Get an RODI water filter and a TDS meter. If your tank is small enough you can do fairly well without testing alk/ca/mag/etc... with regular water changes. 

I'm in Burlington, let me know if you have any questions.


----------



## tom g (Jul 8, 2009)

*Marine tank*

What he said ..... go slow..........
Lots of reading and research lots of good sites....
Just saying one u cross u most likely will never go back....
So plan your next tank rather then doing 3 up grades 
As sig would sat go big or don't do it at all...
Pick a size u will be happy with .. not too small...as much as everyone wants to start small then work there way up...
Good luck ask lots of questions


----------



## jeanniebabie (Mar 1, 2015)

Well right now I have a 75g, 45g, 30g, 2 X 20g and a number of 10 gal. 

Would converting one of the 20g be too small?

Sent from my SM-T810 using Tapatalk


----------



## amps (Feb 24, 2015)

The smaller the tank, the faster things go downhill.
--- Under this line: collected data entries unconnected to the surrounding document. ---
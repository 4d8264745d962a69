use sea_orm_migration::prelude::*;

use crate::m20250601_000001_create_users::Users;

#[derive(DeriveMigrationName)]
pub struct Migration;

#[async_trait::async_trait]
impl MigrationTrait for Migration {
    async fn up(&self, manager: &SchemaManager) -> Result<(), DbErr> {
        manager
            .create_table(
                Table::create()
                    .table(Activities::Table)
                    .if_not_exists()
                    .col(
                        ColumnDef::new(Activities::Id)
                            .big_integer()
                            .not_null()
                            .auto_increment()
                            .primary_key(),
                    )
                    .col(ColumnDef::new(Activities::UserId).big_integer().not_null())
                    .col(ColumnDef::new(Activities::Action).string().not_null())
                    .col(ColumnDef::new(Activities::Description).text().not_null())
                    .col(
                        ColumnDef::new(Activities::CreatedAt)
                            .timestamp_with_time_zone()
                            .not_null()
                            .default(Expr::current_timestamp()),
                    )
                    .foreign_key(
                        ForeignKey::create()
                            .name("fk_activities_user")
                            .from(Activities::Table, Activities::UserId)
                            .to(Users::Table, Users::Id)
                            .on_update(ForeignKeyAction::Cascade)
                            .on_delete(ForeignKeyAction::Cascade),
                    )
                    .to_owned(),
            )
            .await?;

        manager
            .create_index(
                Index::create()
                    .name("idx_activities_user_id")
                    .table(Activities::Table)
                    .col(Activities::UserId)
                    .to_owned(),
            )
            .await
    }

    async fn down(&self, manager: &SchemaManager) -> Result<(), DbErr> {
        manager
            .drop_table(Table::drop().table(Activities::Table).to_owned())
            .await
    }
}

#[derive(DeriveIden)]
pub enum Activities {
    Table,
    Id,
    UserId,
    Action,
    Description,
    CreatedAt,
}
My first tank was a 10G nano and it went really well for the first 6 months and then things started running away from me. Corals use and deplete certain minerals/parameters from the water and those need to be replaced and maintained at certain levels for corals to be successful. You then get into regular testing and finding ways or replacing the rapidly depleting alkalinity, calcium, magnesium and trace elements fast enough to keep up with the coral growth. In a crowded tank smaller than 40g, that gets hard to do due to the lack of water volume and the associated small reservoir of minerals/chemicals/parameters.

There's also a more diverse crowd of pests and problems in a saltwater tank and having a larger tank that you can get your hands into easily helps with that.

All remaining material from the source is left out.